U met de mond kunnen troosten, En met de lippen beklagen.
6 Si hablo, mi dolor no cesa; y si dejo [de hablar], no se aparta de mí.
Als ik spreek, wordt mijn leed er niet door verminderd; Maar wat komt er van mij, als ik zwijg?
7 Empero ahora me ha fatigado: has tú asolado toda mi compañía.
De kwaadwillige zou mij aanstonds weerloos maken En heel zijn bent greep mij aan;
8 Tú me has arrugado; testigo es mi flacura, que se levanta contra mí para testificar en mi rostro.
Mijn lasteraar zou tegen mij getuigen, Tegen mij optreden, mij aanklagen;
9 Su furor [me] destrizó, y me ha sido contrario: crujió sus dientes contra mí; contra mí aguzó sus ojos mi enemigo.
Zijn toorn verscheurt en bestookt mij, Hij knerst de tanden tegen mij! Mijn tegenstanders zouden mij met hun ogen doorboren,
10 Abrieron contra mí su boca; hirieron mis mejillas con afrenta; contra mí se juntaron todos.
Hun monden tegen mij opensperren, Smadelijk mij op de wangen slaan, Als één man tegen mij optrekken!
11 Hame entregado Dios al mentiroso, y en las manos de los impíos me hizo estremecer
Want God levert mij aan deugnieten over, En werpt mij in de handen der bozen;
12 Próspero estaba, y desmenuzóme: y arrebatóme por la cerviz, y despedazóme, y púsome por blanco suyo.
Ik leefde in vrede: Hij heeft me gebroken, Bij de nek gegrepen en neergesmakt; Hij heeft mij tot zijn doelwit gemaakt,
13 Cercáronme sus flecheros, partió mis riñones, y no perdonó: mi hiel derramó por tierra.
Zijn pijlen snorren om mij heen; Meedogenloos doorboort Hij mijn nieren, En stort mijn gal over de bodem uit.
14 Quebrantóme de quebranto sobre quebranto; corrió contra mí como un gigante.
Hij schiet mij de ene bres na de andere, Als een krijgsheld stormt Hij op mij los;
15 Yo cosí saco sobre mi piel, y cargué mi cabeza de polvo.
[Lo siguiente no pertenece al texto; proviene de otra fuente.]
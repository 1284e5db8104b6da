//! Per-triplet circle geometry and angle metrics.
//!
//! For an (outer A, center B, inner C) hit triplet:
//! - angle metrics between the chained segments AB and BC in the 3-D,
//!   transverse and R-Z projections,
//! - the closed-form circle through the three transverse positions,
//! - curvature-sign tests (plain and noise-thresholded),
//! - helix-consistency discriminators comparing the angular step per Δz of
//!   the two segments around the circle center.

use nalgebra::{Vector2, Vector3};
use serde::{Deserialize, Serialize};

use crate::error::FitError;
use crate::field::{MagneticField, MIN_RADIUS};
use crate::hit::Hit;
use crate::pair::{nan_to_zero, HitPair};

const RAD_TO_DEG: f64 = 180.0 / std::f64::consts::PI;

/// Circle estimate in the transverse plane.
#[derive(Debug, Clone, Copy, PartialEq, Serialize, Deserialize)]
pub struct CircleXy {
    /// Center (x, y).
    pub center: [f64; 2],
    /// Mean distance of the defining hits to the center.
    pub radius: f64,
}

impl CircleXy {
    /// Transverse distance of closest approach of the circle to the origin
    /// (point of closest approach to the interaction point).
    pub fn dist_to_ip(&self) -> f64 {
        (Vector2::from(self.center).norm() - self.radius).abs()
    }
}

/// Metrics over an (outer A, center B, inner C) hit triplet.
///
/// Construction precomputes the chained displacement vectors AB = A − B and
/// BC = B − C; all circle-derived quantities are recomputed per call and
/// returned as values, so a `HitTriplet` is immutable after construction.
#[derive(Debug, Clone, Copy)]
pub struct HitTriplet {
    a: Vector3<f64>,
    b: Vector3<f64>,
    c: Vector3<f64>,
    ab: Vector3<f64>,
    bc: Vector3<f64>,
}

impl HitTriplet {
    pub fn new(outer: &Hit, center: &Hit, inner: &Hit) -> Self {
        Self::from_positions(outer.position, center.position, inner.position)
    }

    pub fn from_positions(a: Vector3<f64>, b: Vector3<f64>, c: Vector3<f64>) -> Self {
        Self {
            a,
            b,
            c,
            ab: a - b,
            bc: b - c,
        }
    }

    // ── Angle metrics (never fail; non-finite results are zeroed) ──────────

    /// Cosine of the 3-D angle between AB and BC.
    pub fn cos_angle_3d(&self) -> f64 {
        nan_to_zero(self.ab.dot(&self.bc) / (self.ab.norm() * self.bc.norm()))
    }

    /// Full 3-D angle between AB and BC, in degrees.
    pub fn angle_3d_deg(&self) -> f64 {
        nan_to_zero(self.cos_angle_3d().clamp(-1.0, 1.0).acos() * RAD_TO_DEG)
    }

    /// Cosine of the transverse-plane angle between AB and BC.
    pub fn cos_angle_xy(&self) -> f64 {
        let ab = self.ab.xy();
        let bc = self.bc.xy();
        nan_to_zero(ab.dot(&bc) / (ab.norm() * bc.norm()))
    }

    /// Full transverse-plane angle between AB and BC, in degrees.
    pub fn angle_xy_deg(&self) -> f64 {
        nan_to_zero(self.cos_angle_xy().clamp(-1.0, 1.0).acos() * RAD_TO_DEG)
    }

    /// Cosine of the R-Z-projection angle between AB and BC.
    pub fn cos_angle_rz(&self) -> f64 {
        let ab = Vector2::new(self.ab.xy().norm(), self.ab.z);
        let bc = Vector2::new(self.bc.xy().norm(), self.bc.z);
        nan_to_zero(ab.dot(&bc) / (ab.norm() * bc.norm()))
    }

    /// Full R-Z-projection angle between AB and BC, in degrees.
    pub fn angle_rz_deg(&self) -> f64 {
        nan_to_zero(self.cos_angle_rz().clamp(-1.0, 1.0).acos() * RAD_TO_DEG)
    }

    /// Difference of the R-Z slopes of the two segments (kink finder).
    pub fn delta_slope_rz(&self) -> f64 {
        let outer = HitPair::from_positions(self.a, self.b);
        let inner = HitPair::from_positions(self.b, self.c);
        nan_to_zero(outer.slope_rz() - inner.slope_rz())
    }

    // ── Circle geometry ────────────────────────────────────────────────────

    /// Circle center through three transverse positions, solved in closed
    /// form via Cramer's rule on the perpendicular-bisector equations of AB
    /// and BC. An exactly-zero determinant means the three points are
    /// collinear in the transverse plane.
    pub fn circle_center_xy(
        a: &Vector3<f64>,
        b: &Vector3<f64>,
        c: &Vector3<f64>,
    ) -> Result<Vector2<f64>, FitError> {
        // Bisector of PQ: (p − q)·x = (|p|² − |q|²) / 2, transverse components.
        let m00 = a.x - b.x;
        let m01 = a.y - b.y;
        let m10 = b.x - c.x;
        let m11 = b.y - c.y;
        let r0 = 0.5 * ((a.x * a.x + a.y * a.y) - (b.x * b.x + b.y * b.y));
        let r1 = 0.5 * ((b.x * b.x + b.y * b.y) - (c.x * c.x + c.y * c.y));

        let det = m00 * m11 - m01 * m10;
        if det == 0.0 {
            return Err(FitError::StraightLine);
        }
        Ok(Vector2::new(
            (r0 * m11 - r1 * m01) / det,
            (m00 * r1 - m10 * r0) / det,
        ))
    }

    /// Mean transverse distance of the three positions to `center`.
    pub fn circle_radius(
        a: &Vector3<f64>,
        b: &Vector3<f64>,
        c: &Vector3<f64>,
        center: &Vector2<f64>,
    ) -> f64 {
        ((a.xy() - center).norm() + (b.xy() - center).norm() + (c.xy() - center).norm()) / 3.0
    }

    /// Circle through the triplet, with the radius sanity guard applied.
    pub fn circle(&self) -> Result<CircleXy, FitError> {
        let center = Self::circle_center_xy(&self.a, &self.b, &self.c)?;
        let radius = Self::circle_radius(&self.a, &self.b, &self.c, &center);
        if radius.abs() < MIN_RADIUS {
            return Err(FitError::CircleTooSmall { radius });
        }
        Ok(CircleXy {
            center: [center.x, center.y],
            radius,
        })
    }

    /// Transverse distance of closest approach of the triplet circle to the
    /// interaction point.
    pub fn circle_dist_to_ip(&self) -> Result<f64, FitError> {
        Ok(self.circle()?.dist_to_ip())
    }

    /// Transverse momentum implied by the triplet circle.
    pub fn pt(&self, field: MagneticField) -> Result<f64, FitError> {
        field.pt(self.circle()?.radius)
    }

    // ── Helix-consistency discriminators ───────────────────────────────────

    /// Central angles subtended by the AB and BC chords on `circle`.
    fn arc_angles(&self, circle: &CircleXy) -> (f64, f64) {
        let center = Vector2::from(circle.center);
        let ra = self.a.xy() - center;
        let rb = self.b.xy() - center;
        let rc = self.c.xy() - center;
        let phi_ab = (ra.dot(&rb) / (ra.norm() * rb.norm()))
            .clamp(-1.0, 1.0)
            .acos();
        let phi_bc = (rb.dot(&rc) / (rb.norm() * rc.norm()))
            .clamp(-1.0, 1.0)
            .acos();
        (phi_ab, phi_bc)
    }

    /// Division-free comparison of the angular step per Δz of the two
    /// segments: φ_AB·Δz_BC − φ_BC·Δz_AB. Zero on an ideal helix.
    pub fn delta_s_over_z(&self) -> Result<f64, FitError> {
        let circle = self.circle()?;
        let (phi_ab, phi_bc) = self.arc_angles(&circle);
        Ok(nan_to_zero(phi_ab * self.bc.z - phi_bc * self.ab.z))
    }

    /// Difference of the z-vs-arc-length slopes of the two segments.
    /// Zero on an ideal helix.
    pub fn delta_slope_z_over_s(&self) -> Result<f64, FitError> {
        let circle = self.circle()?;
        let (phi_ab, phi_bc) = self.arc_angles(&circle);
        Ok(nan_to_zero(
            self.ab.z.atan2(circle.radius * phi_ab) - self.bc.z.atan2(circle.radius * phi_bc),
        ))
    }

    /// Ratio of the two segments' angular step per Δz; one on an ideal
    /// helix.
    pub fn helix_parameter(&self) -> Result<f64, FitError> {
        let circle = self.circle()?;
        let (phi_ab, phi_bc) = self.arc_angles(&circle);
        Ok(nan_to_zero((phi_ab * self.bc.z) / (phi_bc * self.ab.z)))
    }

    // ── Curvature sign ─────────────────────────────────────────────────────

    /// Sign of the transverse curvature through (a, b, c): the sign of
    /// BC⊥ · AB with z ignored, where BC⊥ = (BC_y, −BC_x). Returns 0 for
    /// exactly collinear transverse positions.
    pub fn curvature_sign(a: &Vector3<f64>, b: &Vector3<f64>, c: &Vector3<f64>) -> i32 {
        let ab = (a - b).xy();
        let bc = (b - c).xy();
        let cross = bc.y * ab.x - bc.x * ab.y;
        if cross > 0.0 {
            1
        } else if cross < 0.0 {
            -1
        } else {
            0
        }
    }

    /// Noise-aware curvature sign: 0 (undetermined/straight) when the
    /// bearing difference of the two segments is within the band expected
    /// from the hit uncertainties, instead of forcing a ±1 decision.
    pub fn curvature_sign_with_sigma(
        a: &Vector3<f64>,
        b: &Vector3<f64>,
        c: &Vector3<f64>,
        sigma_a: &Vector3<f64>,
        sigma_b: &Vector3<f64>,
        sigma_c: &Vector3<f64>,
    ) -> i32 {
        let b2a = (a - b).xy();
        let c2b = (b - c).xy();
        let angle = b2a.x.atan2(b2a.y) - c2b.x.atan2(c2b.y);
        let threshold = (sigma_a.norm() + sigma_b.norm() + sigma_c.norm()) / (3.0 * c2b.norm());
        if angle < -threshold {
            -1
        } else if angle > threshold {
            1
        } else {
            0
        }
    }
}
Ik heb een rouwkleed over mijn huid genaaid, Mijn hoorn in het stof laten zakken;
16 Mi rostro está enlodado con lloro, y mis párpados entenebrecidos:
Mijn gelaat is rood van het wenen, En over mijn wimpers ligt de schaduw des doods.
17 A pesar de no haber iniquidad en mis manos, y de haber sido mi oración pura.
Maar omdat er geen geweld aan mijn handen kleeft, Klinkt mijn rein gebed naar omhoog:
18 ¡Oh tierra! no cubras mi sangre, y no haya lugar á mi clamor.
Aarde, houd mijn bloed niet bedekt En smoor mijn jammerklacht niet!
19 Mas he aquí que en los cielos está mi testigo, y mi testimonio en las alturas.
Maar nog leeft mijn Getuige in de hemel, Mijn pleitbezorger in den hoge!
20 Disputadores [son] mis amigos: [mas] á Dios destilarán mis ojos.
Mijn jammeren dringt door tot God, Mijn oog stort tranen voor zijn aanschijn.
21 ¡Ojalá pudiese disputar el hombre con Dios, como con su prójimo!
O, mocht er een scheidsrechter zijn tussen den mens en God, Als tussen den mens en zijn naaste!
22 Mas los años contados vendrán, y yo iré el camino por donde no volveré.
Want luttel zijn de jaren, die mij nog resten, Eer ik de weg bewandel, waarlangs men niet terugkeert.